2. Is this something that I could get done with support? If yes, identify who can help you. This is something that you have partial control of.

3. Is this something that I can have any influence over? If no, it is beyond your control. Release the weight of worries that you cannot change.”

Personally, I like to focus my sphere of control on my health. I can control how much water I drink, what food I choose to eat, and adding some extra movement in my day.

Rings of Influence

Find Fluidity

Most of us are drawn to water, whether it’s crashing waves on the beach or the gurgles of a meandering creek. Water bends, fills, and adapts to its surroundings. Fluidity is letting go of attachment to any one outcome.

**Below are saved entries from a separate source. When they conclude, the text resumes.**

//! The AI analysis pipeline.
//!
//! Stage order: extract resume text → parse profile → company research →
//! job analysis → match + ATS scoring → skills gap → personalization →
//! PDF render. The first four outcomes are load-bearing and fail the
//! analysis; skills gap and personalization are advisory and degrade to
//! absent sections.

use axum::http::StatusCode;
use serde::Serialize;
use sqlx::PgPool;
use std::path::PathBuf;
use thiserror::Error;
use tracing::{info, warn};

pub mod company_research;
pub mod extractor;
pub mod job_analysis;
pub mod personalize;
pub mod prompts;
pub mod resume_parser;
pub mod scoring;
pub mod skills_gap;

use crate::errors::AppError;
use crate::llm_client::LlmClient;
use crate::models::{CompanyRow, PlacementDriveRow, StudentRow};

use company_research::CompanyResearch;
use job_analysis::JobAnalysis;
use personalize::PersonalizedPackage;
use resume_parser::CandidateProfile;
use scoring::{AtsAnalysis, MatchAnalysis};
use skills_gap::SkillsGap;

/// Typed outcome for a failed pipeline stage. Each variant carries a message
/// the student can act on, and maps to a stable HTTP status + error code.
#[derive(Debug, Error)]
pub enum StageError {
    #[error("No resume uploaded. Please upload your resume before requesting analysis.")]
    DocumentMissing,

    #[error("Your resume could not be read. Please re-upload it as a text-based PDF.")]
    DocumentUnreadable,

    #[error("Your resume could not be parsed. Please try again or re-upload a simpler layout.")]
    ResumeUnparseable,

    #[error("Job requirement analysis failed. Please try again shortly.")]
    JobAnalysisFailed,

    #[error("Fit scoring failed. Please try again shortly.")]
    ScoringFailed,

    #[error("Resume personalization failed. Please try again shortly.")]
    PersonalizationFailed,
}

impl StageError {
    pub fn status_code(&self) -> StatusCode {
        match self {
            StageError::DocumentMissing => StatusCode::BAD_REQUEST,
            StageError::DocumentUnreadable | StageError::ResumeUnparseable => {
                StatusCode::UNPROCESSABLE_ENTITY
            }
            StageError::JobAnalysisFailed
            | StageError::ScoringFailed
            | StageError::PersonalizationFailed => StatusCode::BAD_GATEWAY,
        }
    }

    pub fn code(&self) -> &'static str {
        match self {
            StageError::DocumentMissing => "RESUME_MISSING",
            StageError::DocumentUnreadable => "RESUME_UNREADABLE",
            StageError::ResumeUnparseable => "RESUME_UNPARSEABLE",
            StageError::JobAnalysisFailed => "JOB_ANALYSIS_FAILED",
            StageError::ScoringFailed => "SCORING_FAILED",
            StageError::PersonalizationFailed => "PERSONALIZATION_FAILED",
        }
    }
}

/// Aggregate result of a full analysis run.
#[derive(Debug, Serialize)]
pub struct JobFitAnalysis {
    pub parsed_resume: CandidateProfile,
    pub company_research: CompanyResearch,
    pub job_analysis: JobAnalysis,
    pub match_analysis: MatchAnalysis,
    pub ats_analysis: AtsAnalysis,
    /// Absent when the advisory gap stage failed.
    pub skills_gap: Option<SkillsGap>,
    /// Absent when the advisory personalization stage failed.
    pub personalized_content: Option<PersonalizedPackage>,
    /// Path of the rendered personalized resume PDF, when one was produced.
    pub personalized_resume_path: Option<String>,
}

/// Runs the full pipeline for one student against one drive.
pub async fn analyze_job_fit(
    llm: &LlmClient,
    db: &PgPool,
    student: &StudentRow,
    drive: &PlacementDriveRow,
    company: &CompanyRow,
    upload_dir: &str,
) -> Result<JobFitAnalysis, AppError> {
    let resume_path = student
        .resume_path
        .as_deref()
        .ok_or(StageError::DocumentMissing)?;

    info!(
        "Starting analysis: student {} vs drive {} ({})",
        student.id, drive.id, drive.job_title
    );

    // pdf-extract is CPU-bound and synchronous; keep it off the runtime.
    let path = PathBuf::from(resume_path);
    let resume_text = tokio::task::spawn_blocking(move || extractor::extract_resume_text(&path))
        .await
        .map_err(|e| AppError::Internal(e.into()))??;

    // Parse first: the research call takes a brief of the candidate so the
    // role insights speak to this student's background.
    let profile = resume_parser::parse_resume(llm, &resume_text).await?;
    let snapshot = company_research::candidate_snapshot(&profile);
    let research = company_research::research_company(
        llm,
        db,
        company,
        &drive.job_title,
        &drive.job_description,
        Some(&snapshot),
    )
    .await?;

    let job = job_analysis::analyze_job(
        llm,
        &drive.job_title,
        &drive.job_description,
        drive.job_requirements.as_ref(),
    )
    .await?;

    let company_context =
        serde_json::to_string_pretty(&research).unwrap_or_else(|_| "{}".to_string());
    let (match_analysis, ats_analysis) = tokio::join!(
        scoring::score_match(llm, &profile, &job, &company_context),
        scoring::score_ats(llm, &resume_text, &job),
    );
    let match_analysis = match_analysis?;
    let ats_analysis = ats_analysis?;

    let gap = skills_gap::analyze_skills_gap(llm, &profile, &job, &match_analysis).await;

    let personalized = personalize::personalize_resume(
        llm,
        &profile,
        student,
        &job,
        &research,
        &match_analysis,
        gap.as_ref(),
        &drive.job_title,
        &company.name,
    )
    .await
    .ok();

    let personalized_resume_path = match &personalized {
        Some(pkg) => {
            match crate::render::render_personalized_resume(
                upload_dir,
                &student.enrollment_no,
                drive.id,
                pkg,
            ) {
                Ok(path) => Some(path),
                Err(e) => {
                    // Advisory: the analysis still stands without the PDF.
                    warn!("Personalized resume render failed: {e}");
                    None
                }
            }
        }
        None => None,
    };

    info!(
        "Analysis complete: match={}, ats={}, personalized={}",
        match_analysis.overall_match_score,
        ats_analysis.ats_score,
        personalized_resume_path.is_some()
    );

    Ok(JobFitAnalysis {
        parsed_resume: profile,
        company_research: research,
        job_analysis: job,
        match_analysis,
        ats_analysis,
        skills_gap: gap,
        personalized_content: personalized,
        personalized_resume_path,
    })
}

Fluidity becomes both the key and the paradox of control. The more we try to control and the more attached we become to a certain outcome, the more energy we waste. Fluidity is recognizing and accepting that our current vision might be limited. This does NOT mean that we let go of our goals; rather, it means we can adapt to change without wasting energy.

I was determined to send 2020 out on my terms by going skiing. But upon arrival at the mountain on Dec. 31, nearly every chair lift was stopped due to high winds, with little chance of improvement. It felt like 2020 got me again. Finding fluidity helped me remember that it was sunny and calm in the valley. I adapted and enjoyed a hike with the dogs along the river and a soak in the Jacuzzi.

Look for the Funny Story

When we are overwhelmed by stress, we are blocked from seeing the humor unfolding right in front of us. So we have to go looking for it.

My first day of dentistry in 2021 was wrapping up. As I introduced myself to a patient, he informed me that we’d met before, in elementary school. I looked at the name on the digital chart again — oh, this guy! He was the kid who shared the chicken pox with the class right before Christmas! The irritating memory still clear in my mind, I had a fleeting thought of revenge. I chose instead to deliver some great composite restorations with a wry smile on my face. And then my next patient, a 7-year-old, serenaded me with “Pink Fluffy Unicorns Dancing on Rainbows” during his hygiene exam. This little tune will immediately put a smile on your face.

What a way to start 2021. I laughed — and it felt good.

This editorial originally appeared in the Spring 2021 issue of WSDA News.

The views expressed in all WSDA publications are those of the individual authors and do not necessarily reflect the official positions or policies of the WSDA.